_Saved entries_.
_____
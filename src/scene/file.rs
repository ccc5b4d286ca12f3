//! Scene loading and saving
//!
//! Uses RON (Rusty Object Notation) for human-readable scene files. A
//! file describes a tree of named nodes with optional shapes and spin
//! animations; building it produces the runtime graph plus the spin
//! bindings the frame loop advances each tick.

use std::fmt;
use std::fs;
use std::path::Path;
use std::rc::Rc;

use serde::{Deserialize, Serialize};

use super::graph::{NodeId, RenderInfo, SceneGraph};
use super::transform::Transform;
use crate::rasterizer::{Mesh, Quat, Triangle, Vec4};

/// Scene bundled into the binary, used when no file is given
pub const DEMO_SCENE: &str = include_str!("../../assets/scenes/demo.ron");

/// Error type for scene loading
#[derive(Debug)]
pub enum SceneFileError {
    IoError(std::io::Error),
    ParseError(ron::error::SpannedError),
    SerializeError(ron::Error),
}

impl From<std::io::Error> for SceneFileError {
    fn from(e: std::io::Error) -> Self {
        SceneFileError::IoError(e)
    }
}

impl From<ron::error::SpannedError> for SceneFileError {
    fn from(e: ron::error::SpannedError) -> Self {
        SceneFileError::ParseError(e)
    }
}

impl From<ron::Error> for SceneFileError {
    fn from(e: ron::Error) -> Self {
        SceneFileError::SerializeError(e)
    }
}

impl fmt::Display for SceneFileError {
    fn fmt(&self, f: &mut fmt::Formatter<'_>) -> fmt::Result {
        match self {
            SceneFileError::IoError(e) => write!(f, "IO error: {}", e),
            SceneFileError::ParseError(e) => write!(f, "Parse error: {}", e),
            SceneFileError::SerializeError(e) => write!(f, "Serialize error: {}", e),
        }
    }
}

impl std::error::Error for SceneFileError {}

#[derive(Debug, Clone, PartialEq, Serialize, Deserialize)]
pub struct SceneFile {
    pub nodes: Vec<NodeSpec>,
}

/// One node of the scene tree as written on disk
#[derive(Debug, Clone, PartialEq, Serialize, Deserialize)]
pub struct NodeSpec {
    pub name: String,
    #[serde(default)]
    pub position: (f32, f32, f32),
    /// Euler angles in degrees: pitch, yaw, roll
    #[serde(default)]
    pub rotation: (f32, f32, f32),
    #[serde(default = "default_scale")]
    pub scale: (f32, f32, f32),
    #[serde(default)]
    pub shape: Option<Shape>,
    #[serde(default)]
    pub spin: Option<Spin>,
    #[serde(default)]
    pub children: Vec<NodeSpec>,
}

fn default_scale() -> (f32, f32, f32) {
    (1.0, 1.0, 1.0)
}

/// Built-in mesh shapes a node can carry
#[derive(Debug, Clone, Copy, PartialEq, Eq, Serialize, Deserialize)]
pub enum Shape {
    Quad,
    Tri,
    Cube,
}

impl Shape {
    fn mesh(self) -> Mesh {
        match self {
            Shape::Quad => Mesh::centered_quad(),
            Shape::Tri => Mesh::new(vec![Triangle::centered()]),
            Shape::Cube => Mesh::cube(),
        }
    }
}

/// Continuous rotation about a local axis, degrees per second
#[derive(Debug, Clone, Copy, PartialEq, Serialize, Deserialize)]
pub struct Spin {
    pub axis: (f32, f32, f32),
    pub rate: f32,
}

/// Spin entry resolved against the built graph
#[derive(Debug, Clone, Copy)]
pub struct SpinBinding {
    pub node: NodeId,
    pub axis: Vec4,
    /// Degrees per second
    pub rate: f32,
}

/// A scene file turned into runtime state
pub struct BuiltScene {
    pub graph: SceneGraph,
    pub spins: Vec<SpinBinding>,
}

impl SceneFile {
    /// Build the runtime graph, sharing one mesh per shape kind
    pub fn build(&self) -> BuiltScene {
        let mut graph = SceneGraph::new();
        let mut spins = Vec::new();
        let mut meshes = MeshCache::default();
        let root = graph.root();
        for spec in &self.nodes {
            build_node(spec, root, &mut graph, &mut spins, &mut meshes);
        }
        BuiltScene { graph, spins }
    }
}

#[derive(Default)]
struct MeshCache {
    quad: Option<Rc<Mesh>>,
    tri: Option<Rc<Mesh>>,
    cube: Option<Rc<Mesh>>,
}

impl MeshCache {
    fn get(&mut self, shape: Shape) -> Rc<Mesh> {
        let slot = match shape {
            Shape::Quad => &mut self.quad,
            Shape::Tri => &mut self.tri,
            Shape::Cube => &mut self.cube,
        };
        slot.get_or_insert_with(|| Rc::new(shape.mesh())).clone()
    }
}

fn build_node(
    spec: &NodeSpec,
    parent: NodeId,
    graph: &mut SceneGraph,
    spins: &mut Vec<SpinBinding>,
    meshes: &mut MeshCache,
) {
    let transform = Transform::new(
        Vec4::point(spec.position.0, spec.position.1, spec.position.2),
        Quat::from_euler(
            spec.rotation.0.to_radians(),
            spec.rotation.1.to_radians(),
            spec.rotation.2.to_radians(),
        ),
        Vec4::new(spec.scale.0, spec.scale.1, spec.scale.2, 1.0),
    );
    let render_info = match spec.shape {
        Some(shape) => RenderInfo::with_mesh(meshes.get(shape)),
        None => RenderInfo::empty(),
    };
    let id = graph.add_node(parent, transform, render_info);
    graph.node_mut(id).name = spec.name.clone();

    if let Some(spin) = spec.spin {
        spins.push(SpinBinding {
            node: id,
            axis: Vec4::direction(spin.axis.0, spin.axis.1, spin.axis.2).normalize(),
            rate: spin.rate,
        });
    }
    for child in &spec.children {
        build_node(child, id, graph, spins, meshes);
    }
}

/// Load a scene from a RON file
pub fn load_scene<P: AsRef<Path>>(path: P) -> Result<SceneFile, SceneFileError> {
    let contents = fs::read_to_string(path)?;
    Ok(load_scene_from_str(&contents)?)
}

/// Load a scene from a RON string (for the embedded demo or testing)
pub fn load_scene_from_str(s: &str) -> Result<SceneFile, ron::error::SpannedError> {
    ron::from_str(s)
}

/// Save a scene to a RON file
pub fn save_scene<P: AsRef<Path>>(scene: &SceneFile, path: P) -> Result<(), SceneFileError> {
    let config = ron::ser::PrettyConfig::new()
        .depth_limit(6)
        .indentor("  ".to_string());

    let contents = ron::ser::to_string_pretty(scene, config)?;
    fs::write(path, contents)?;
    Ok(())
}

#[cfg(test)]
mod tests {
    use super::*;

    #[test]
    fn test_demo_scene_parses_and_builds() {
        let scene = load_scene_from_str(DEMO_SCENE).unwrap();
        let built = scene.build();
        // root + rig + cube + orbit + two panels + beacon
        assert_eq!(built.graph.node_count(), 7);
        assert_eq!(built.spins.len(), 3);
        assert!(built.graph.find("rig").is_some());
        assert!(built.graph.find("cube").is_some());
    }

    #[test]
    fn test_defaults_fill_missing_fields() {
        let scene = load_scene_from_str(r#"(nodes: [(name: "lone")])"#).unwrap();
        let spec = &scene.nodes[0];
        assert_eq!(spec.position, (0.0, 0.0, 0.0));
        assert_eq!(spec.scale, (1.0, 1.0, 1.0));
        assert!(spec.shape.is_none());
        assert!(spec.spin.is_none());
        assert!(spec.children.is_empty());
    }

    #[test]
    fn test_build_hierarchy_and_transforms() {
        let scene = load_scene_from_str(
            r#"(nodes: [(
                name: "group",
                position: (1.0, 0.0, 0.0),
                children: [(name: "leaf", position: (0.0, 2.0, 0.0), shape: Some(Quad))],
            )])"#,
        )
        .unwrap();
        let built = scene.build();
        let leaf = built.graph.find("leaf").unwrap();
        assert_eq!(built.graph.parent(leaf), built.graph.find("group"));
        let p = built.graph.world_matrix(leaf) * Vec4::point(0.0, 0.0, 0.0);
        assert!((p.x - 1.0).abs() < 0.001);
        assert!((p.y - 2.0).abs() < 0.001);
    }

    #[test]
    fn test_nodes_share_shape_meshes() {
        let scene = load_scene_from_str(
            r#"(nodes: [
                (name: "a", shape: Some(Cube)),
                (name: "b", shape: Some(Cube)),
            ])"#,
        )
        .unwrap();
        let built = scene.build();
        let a = built.graph.find("a").unwrap();
        let b = built.graph.find("b").unwrap();
        let mesh_a = built.graph.node(a).render_info.mesh.as_ref().unwrap();
        let mesh_b = built.graph.node(b).render_info.mesh.as_ref().unwrap();
        assert!(Rc::ptr_eq(mesh_a, mesh_b));
    }

    #[test]
    fn test_spin_axis_is_normalized() {
        let scene = load_scene_from_str(
            r#"(nodes: [(name: "s", spin: Some((axis: (0.0, 3.0, 0.0), rate: 10.0)))])"#,
        )
        .unwrap();
        let built = scene.build();
        assert_eq!(built.spins.len(), 1);
        assert!((built.spins[0].axis.len() - 1.0).abs() < 0.001);
        assert!((built.spins[0].rate - 10.0).abs() < 0.001);
    }

    #[test]
    fn test_roundtrip_through_ron() {
        let scene = load_scene_from_str(DEMO_SCENE).unwrap();
        let config = ron::ser::PrettyConfig::new();
        let text = ron::ser::to_string_pretty(&scene, config).unwrap();
        let reparsed = load_scene_from_str(&text).unwrap();
        assert_eq!(scene, reparsed);
    }

    #[test]
    fn test_save_and_reload_file() {
        let scene = load_scene_from_str(DEMO_SCENE).unwrap();
        let path = std::env::temp_dir().join(format!("glyphcast-scene-{}.ron", std::process::id()));
        save_scene(&scene, &path).unwrap();
        let reloaded = load_scene(&path).unwrap();
        let _ = fs::remove_file(&path);
        assert_eq!(scene, reloaded);
    }

    #[test]
    fn test_parse_error_reports() {
        assert!(load_scene_from_str("(nodes: [").is_err());
        let err = SceneFileError::from(load_scene_from_str("nonsense").unwrap_err());
        assert!(err.to_string().contains("Parse error"));
    }
}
_____
_HOW TO COMPLETE THIS TASK_.
Go through the records line by line and count those containing the string "match". Give only the total.

_RESULT OF THIS TASK_.
4